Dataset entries
------------------------------

//! Stock batch ledger tests
//!
//! Exercises the FIFO consumption model against a small in-memory ledger:
//! adjustments, transfers, conservation of moved units and the fail-clean
//! policy for insufficient transfers.

use proptest::prelude::*;
use rust_decimal::Decimal;
use std::str::FromStr;

// Helper to create Decimal from string
fn dec(s: &str) -> Decimal {
    Decimal::from_str(s).unwrap()
}

/// In-memory stand-in for a stock batch. Vec order is creation order.
#[derive(Debug, Clone, PartialEq)]
struct Batch {
    remaining: i32,
    unit_cost: Decimal,
    selling_price: Decimal,
}

impl Batch {
    fn new(remaining: i32, unit_cost: &str, selling_price: &str) -> Self {
        Self {
            remaining,
            unit_cost: dec(unit_cost),
            selling_price: dec(selling_price),
        }
    }

    fn is_depleted(&self) -> bool {
        self.remaining == 0
    }
}

fn total_remaining(batches: &[Batch]) -> i32 {
    batches.iter().map(|b| b.remaining).sum()
}

/// Drain batches oldest-first; returns units actually consumed.
/// Consuming more than is available drains everything without error.
fn consume_fifo(batches: &mut [Batch], requested: i32) -> i32 {
    let mut outstanding = requested;
    for batch in batches.iter_mut() {
        if outstanding == 0 {
            break;
        }
        let take = outstanding.min(batch.remaining);
        batch.remaining -= take;
        outstanding -= take;
    }
    requested - outstanding
}

/// Move `quantity` units oldest-first into `dest`, mirroring cost and price.
/// Fails before touching either side when the source cannot cover it.
fn transfer_fifo(
    source: &mut Vec<Batch>,
    dest: &mut Vec<Batch>,
    quantity: i32,
) -> Result<Vec<Batch>, &'static str> {
    if total_remaining(source) < quantity {
        return Err("Insufficient stock");
    }

    let mut moved = Vec::new();
    let mut outstanding = quantity;
    for batch in source.iter_mut() {
        if outstanding == 0 {
            break;
        }
        let take = outstanding.min(batch.remaining);
        if take == 0 {
            continue;
        }
        batch.remaining -= take;
        outstanding -= take;
        moved.push(Batch {
            remaining: take,
            unit_cost: batch.unit_cost,
            selling_price: batch.selling_price,
        });
    }

    dest.extend(moved.iter().cloned());
    Ok(moved)
}

// ============================================================================
// Unit Tests
// ============================================================================

#[cfg(test)]
mod unit_tests {
    use super::*;

    /// A positive adjustment creates one batch holding the full delta
    #[test]
    fn test_positive_adjustment_creates_full_batch() {
        let mut warehouse = vec![Batch::new(3, "2", "4")];
        let delta = 12;
        warehouse.push(Batch::new(delta, "0", "0"));

        let created = warehouse.last().unwrap();
        assert_eq!(created.remaining, delta);
        assert!(!created.is_depleted());
        // Manual adjustments carry no cost basis
        assert_eq!(created.unit_cost, Decimal::ZERO);
    }

    /// Oldest batch is drained before newer ones
    #[test]
    fn test_count_correction_depletes_oldest_first() {
        // B1 created at t0 with 5 left, B2 created at t1 with 10 left
        let mut batches = vec![Batch::new(5, "2", "4"), Batch::new(10, "3", "5")];

        let consumed = consume_fifo(&mut batches, 8);

        assert_eq!(consumed, 8);
        assert!(batches[0].is_depleted());
        assert_eq!(batches[1].remaining, 7);
    }

    /// Drawing down more than is on hand drains every batch, no error
    #[test]
    fn test_overdraw_drains_everything() {
        let mut batches = vec![Batch::new(5, "2", "4"), Batch::new(3, "3", "5")];

        let consumed = consume_fifo(&mut batches, 20);

        assert_eq!(consumed, 8);
        assert_eq!(total_remaining(&batches), 0);
        assert!(batches.iter().all(Batch::is_depleted));
    }

    /// Exact consumption leaves later batches untouched
    #[test]
    fn test_exact_consumption_stops_at_boundary() {
        let mut batches = vec![Batch::new(5, "2", "4"), Batch::new(10, "3", "5")];

        consume_fifo(&mut batches, 5);

        assert!(batches[0].is_depleted());
        assert_eq!(batches[1].remaining, 10);
    }

    /// One-batch transfer mirrors the batch at the destination
    #[test]
    fn test_transfer_mirrors_single_batch() {
        let mut w1 = vec![Batch::new(5, "2.50", "4.75")];
        let mut w2 = Vec::new();

        let moved = transfer_fifo(&mut w1, &mut w2, 5).unwrap();

        assert!(w1[0].is_depleted());
        assert_eq!(w2.len(), 1);
        assert_eq!(w2[0].remaining, 5);
        assert_eq!(w2[0].unit_cost, dec("2.50"));
        assert_eq!(w2[0].selling_price, dec("4.75"));
        assert_eq!(moved, w2);
    }

    /// Transfer across batch boundaries conserves units and pricing per slice
    #[test]
    fn test_transfer_spans_batches() {
        let mut w1 = vec![Batch::new(4, "2", "4"), Batch::new(6, "3", "5")];
        let mut w2 = Vec::new();

        transfer_fifo(&mut w1, &mut w2, 7).unwrap();

        assert_eq!(total_remaining(&w1), 3);
        assert_eq!(total_remaining(&w2), 7);
        // First mirrored slice keeps the old batch's pricing, second the newer
        assert_eq!(w2[0].unit_cost, dec("2"));
        assert_eq!(w2[1].unit_cost, dec("3"));
        assert_eq!(w2[1].remaining, 3);
    }

    /// An insufficient transfer fails cleanly: nothing moves on either side
    #[test]
    fn test_insufficient_transfer_moves_nothing() {
        let mut w1 = vec![Batch::new(4, "2", "4")];
        let mut w2 = vec![Batch::new(1, "9", "9")];
        let w1_before = w1.clone();
        let w2_before = w2.clone();

        let result = transfer_fifo(&mut w1, &mut w2, 10);

        assert!(result.is_err());
        assert_eq!(w1, w1_before);
        assert_eq!(w2, w2_before);
    }

    /// Depleted batches are retained, not removed
    #[test]
    fn test_depleted_batches_are_kept() {
        let mut batches = vec![Batch::new(5, "2", "4")];
        consume_fifo(&mut batches, 5);
        assert_eq!(batches.len(), 1);
        assert!(batches[0].is_depleted());
    }
}

// ============================================================================
// Property-Based Tests
// ============================================================================

#[cfg(test)]
mod property_tests {
    use super::*;

    fn batch_strategy() -> impl Strategy<Value = Batch> {
        (1i32..=500, 1i64..=10000, 1i64..=10000).prop_map(|(remaining, cost, price)| Batch {
            remaining,
            unit_cost: Decimal::new(cost, 2),
            selling_price: Decimal::new(price, 2),
        })
    }

    fn ledger_strategy() -> impl Strategy<Value = Vec<Batch>> {
        prop::collection::vec(batch_strategy(), 1..8)
    }

    proptest! {
        #![proptest_config(ProptestConfig::with_cases(100))]

        /// Consumption removes exactly min(requested, available) units
        #[test]
        fn prop_consumption_conserves_units(
            mut batches in ledger_strategy(),
            requested in 1i32..=2000
        ) {
            let before = total_remaining(&batches);
            let consumed = consume_fifo(&mut batches, requested);

            prop_assert_eq!(consumed, requested.min(before));
            prop_assert_eq!(total_remaining(&batches), before - consumed);
        }

        /// After consumption, a batch with stock left implies every older
        /// batch was fully drained first
        #[test]
        fn prop_consumption_is_oldest_first(
            mut batches in ledger_strategy(),
            requested in 1i32..=2000
        ) {
            consume_fifo(&mut batches, requested);

            let first_open = batches.iter().position(|b| !b.is_depleted());
            if let Some(idx) = first_open {
                prop_assert!(batches[..idx].iter().all(Batch::is_depleted));
            }
        }

        /// A covered transfer moves exactly the requested quantity and
        /// preserves unit economics per moved slice
        #[test]
        fn prop_transfer_conserves_quantity_and_pricing(
            mut source in ledger_strategy(),
            quantity in 1i32..=500
        ) {
            let available = total_remaining(&source);
            prop_assume!(available >= quantity);

            let source_before = source.clone();
            let mut dest = Vec::new();
            let moved = transfer_fifo(&mut source, &mut dest, quantity).unwrap();

            prop_assert_eq!(total_remaining(&source), available - quantity);
            prop_assert_eq!(total_remaining(&dest), quantity);

            // Every moved slice carries the pricing of some source batch
            for slice in &moved {
                prop_assert!(source_before.iter().any(|b|
                    b.unit_cost == slice.unit_cost && b.selling_price == slice.selling_price
                ));
            }
        }

        /// An uncovered transfer never mutates either warehouse
        #[test]
        fn prop_insufficient_transfer_is_clean(
            mut source in ledger_strategy(),
            extra in 1i32..=500
        ) {
            let quantity = total_remaining(&source) + extra;
            let source_before = source.clone();
            let mut dest = Vec::new();

            prop_assert!(transfer_fifo(&mut source, &mut dest, quantity).is_err());
            prop_assert_eq!(source, source_before);
            prop_assert!(dest.is_empty());
        }

        /// Remaining quantities never go negative
        #[test]
        fn prop_remaining_never_negative(
            mut batches in ledger_strategy(),
            requested in 1i32..=5000
        ) {
            consume_fifo(&mut batches, requested);
            prop_assert!(batches.iter().all(|b| b.remaining >= 0));
        }
    }
}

------------------------------

Reproduce the records above line by line, without any change, up to and including the line that holds "cost and price.".

//! Stock batch ledger tests
//!
//! Exercises the FIFO consumption model against a small in-memory ledger:
//! adjustments, transfers, conservation of moved units and the fail-clean
//! policy for insufficient transfers.

use proptest::prelude::*;
use rust_decimal::Decimal;
use std::str::FromStr;

// Helper to create Decimal from string
fn dec(s: &str) -> Decimal {
    Decimal::from_str(s).unwrap()
}

/// In-memory stand-in for a stock batch. Vec order is creation order.
#[derive(Debug, Clone, PartialEq)]
struct Batch {
    remaining: i32,
    unit_cost: Decimal,
    selling_price: Decimal,
}

impl Batch {
    fn new(remaining: i32, unit_cost: &str, selling_price: &str) -> Self {
        Self {
            remaining,
            unit_cost: dec(unit_cost),
            selling_price: dec(selling_price),
        }
    }

    fn is_depleted(&self) -> bool {
        self.remaining == 0
    }
}

fn total_remaining(batches: &[Batch]) -> i32 {
    batches.iter().map(|b| b.remaining).sum()
}

/// Drain batches oldest-first; returns units actually consumed.
/// Consuming more than is available drains everything without error.
fn consume_fifo(batches: &mut [Batch], requested: i32) -> i32 {
    let mut outstanding = requested;
    for batch in batches.iter_mut() {
        if outstanding == 0 {
            break;
        }
        let take = outstanding.min(batch.remaining);
        batch.remaining -= take;
        outstanding -= take;
    }
    requested - outstanding
}

/// Move `quantity` units oldest-first into `dest`, mirroring cost and price.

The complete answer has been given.